Pope: Confession is not like dry cleaners, but is encounter with Jesus
By Carol Glatz Catholic News Service
VATICAN CITY (CNS) — Going to confession isn’t like heading off to be tortured or punished, nor is it like going to the dry cleaners to get out a stain, Pope Francis said in a morning Mass homily.
“It’s an encounter with Jesus” who is patiently waiting “and takes us as we are,” offering penitents his tender mercy and forgiveness, he said April 29.
Members of the Vatican’s investment agency and a group of religious women joined the pope for the Mass in the chapel of the Domus Sanctae Marthae, where the pope lives.
“God is light, and in him there is no darkness at all,” the pope said, quoting from the First Letter of John.
While everyone experiences moments of darkness in life, the verse refers to the darkness of living in error, “being satisfied with oneself, being convinced of not needing salvation,” he said.
As John continues, the pope said, “If we say, ‘We are without sin,’ we deceive ourselves, and the truth is not in us.”
People have to start out with the humility of realizing “we are all sinners, all of us,” he said.
Even though it is embarrassing to admit to and tell the truth about one’s thoughts and deeds, embarrassment or “shame is a true Christian and human virtue” linked to the traditional virtue of humility.
“Humility and kindness are the framework of a Christian life,” the way a Christian must walk in life, he said.
“Oftentimes we think that going to confession is like going to the dry cleaners” to get out a stain, but it isn’t, Pope Francis said.
“It’s an encounter with Jesus” who “waits for us to forgive us” and offer salvation, he said.
The pope said confession isn’t like “going to a torture session” where Jesus “is waiting to lambast me.”
Confession “is going to praise God, because I — the sinner — have been saved by him,” who always waits and always forgives “with tenderness.”
When the Lord forgives, he is performing an act of justice, the pope said, “because he came to save and forgive us,” welcoming us with the affection of a father toward his children.
People need to believe that when they sin, Jesus will defend them because he is just and wants people to have “that peace that only he can give.”

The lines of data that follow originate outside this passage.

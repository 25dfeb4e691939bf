#![forbid(unsafe_code)]

//! The document query/mutation surface.
//!
//! [`Document`] is everything the runtime may do to a page: enumerate
//! elements matching a [`Selector`], toggle presentation classes, read and
//! write attributes, text and inline style, create/insert/remove nodes, and
//! read geometry. The browser binding implements it over `web_sys`; the
//! in-memory [`MemoryDocument`](crate::memory::MemoryDocument) implements it
//! for native hosts and tests.
//!
//! Queries are infallible and return elements in document order. Mutations
//! return [`DomResult`]: a stale handle or a host-side failure surfaces as a
//! [`DomError`] that the caller propagates with `?`.

use thiserror::Error;

use crate::element::{ElementId, Selector};
use crate::geometry::{Rect, Viewport};

/// Failure of a document mutation.
#[derive(Debug, Clone, PartialEq, Eq, Error)]
pub enum DomError {
    /// The handle does not name a node that is still in the document.
    #[error("element {0} is not attached to the document")]
    Detached(ElementId),

    /// The host rejected the operation.
    #[error("host error: {0}")]
    Host(String),
}

pub type DomResult<T> = Result<T, DomError>;

/// Host document operations.
pub trait Document {
    /// The document element (`<html>`).
    fn root(&self) -> ElementId;

    /// The `<body>` element.
    fn body(&self) -> ElementId;

    /// Look up an element by its `id` attribute.
    fn element_by_id(&self, id: &str) -> Option<ElementId>;

    /// Every attached element matching `selector`, in document order.
    fn query_all(&self, selector: &Selector) -> Vec<ElementId>;

    /// Descendants of `scope` (excluding `scope`) matching `selector`, in
    /// document order.
    fn query_within(&self, scope: ElementId, selector: &Selector) -> Vec<ElementId>;

    /// First attached element matching `selector`.
    fn query_first(&self, selector: &Selector) -> Option<ElementId> {
        self.query_all(selector).into_iter().next()
    }

    /// First descendant of `scope` matching `selector`.
    fn query_first_within(&self, scope: ElementId, selector: &Selector) -> Option<ElementId> {
        self.query_within(scope, selector).into_iter().next()
    }

    /// Inclusive containment, like `Node.contains`.
    fn contains(&self, ancestor: ElementId, node: ElementId) -> bool;

    /// Lowercase tag name, or `None` for a detached handle.
    fn tag_name(&self, element: ElementId) -> Option<String>;

    /// Whether `element` matches `selector`.
    fn matches(&self, element: ElementId, selector: &Selector) -> bool;

    fn has_class(&self, element: ElementId, class: &str) -> bool;

    fn add_class(&mut self, element: ElementId, class: &str) -> DomResult<()>;

    fn remove_class(&mut self, element: ElementId, class: &str) -> DomResult<()>;

    /// Add every whitespace-separated class in `classes`.
    fn add_classes(&mut self, element: ElementId, classes: &str) -> DomResult<()> {
        for class in classes.split_whitespace() {
            self.add_class(element, class)?;
        }
        Ok(())
    }

    /// Remove every whitespace-separated class in `classes`.
    fn remove_classes(&mut self, element: ElementId, classes: &str) -> DomResult<()> {
        for class in classes.split_whitespace() {
            self.remove_class(element, class)?;
        }
        Ok(())
    }

    fn attribute(&self, element: ElementId, name: &str) -> Option<String>;

    fn set_attribute(&mut self, element: ElementId, name: &str, value: &str) -> DomResult<()>;

    /// Text content.
    fn text(&self, element: ElementId) -> Option<String>;

    /// Replace the text content.
    fn set_text(&mut self, element: ElementId, text: &str) -> DomResult<()>;

    /// Set one inline style property.
    fn set_style(&mut self, element: ElementId, property: &str, value: &str) -> DomResult<()>;

    /// Set the `disabled` state of a form control.
    fn set_disabled(&mut self, element: ElementId, disabled: bool) -> DomResult<()>;

    /// Create a detached element.
    fn create_element(&mut self, tag: &str) -> DomResult<ElementId>;

    /// Append an element as the last child of `<body>`.
    fn append_to_body(&mut self, element: ElementId) -> DomResult<()>;

    /// Remove an element (and its subtree) from the document.
    fn remove(&mut self, element: ElementId) -> DomResult<()>;

    /// Reset a form's controls to their initial values.
    fn reset_form(&mut self, form: ElementId) -> DomResult<()>;

    /// Viewport-relative bounding rectangle, or `None` for a detached handle.
    fn bounding_rect(&self, element: ElementId) -> Option<Rect>;

    /// Current viewport size and scroll position.
    fn viewport(&self) -> Viewport;

    /// Scroll the window to the top.
    fn scroll_to_top(&mut self, smooth: bool) -> DomResult<()>;
}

However, people must go before the Lord with courage, even joy, “with our truth of being sinners,” he said.
“We must never disguise ourselves before God,” who “asks us to be humble and kind” and truthful.
In his homily April 27, the pope said Jesus invites Christians to go outside their comfort zone and proclaim the Gospel with joy.
Do not be afraid of the joy of the Holy Spirit, who opens the path “forward,” outside of oneself, he said.
Present for the Mass were workers from the Vatican post office and staff from Vatican’s St. Martha Dispensary, a maternal and pediatric clinic that serves mainly immigrants.
The pope warned against the formation of “little groups” of self-righteous whose hearts are closed “to the freshness of the Holy Spirit” and who “bargain with power” and try to solve problems alone, “among ourselves.”
These groups of self-righteous defend their hold on the truth with “slander, gossip” who only look within, wall themselves in and tear down others, the pope said.
Religious communities that are free open themselves up to “the freedom of God and the Holy Spirit,” and they “press on, even in the face of persecution.”
He asked people to look at their own parish, church group or religious community and ask whether they are open to the Holy Spirit and open to spreading the word of God.
“Because the good is like this: It always spreads, the good never curls up inside” but reaches out to the ends of the earth with joy.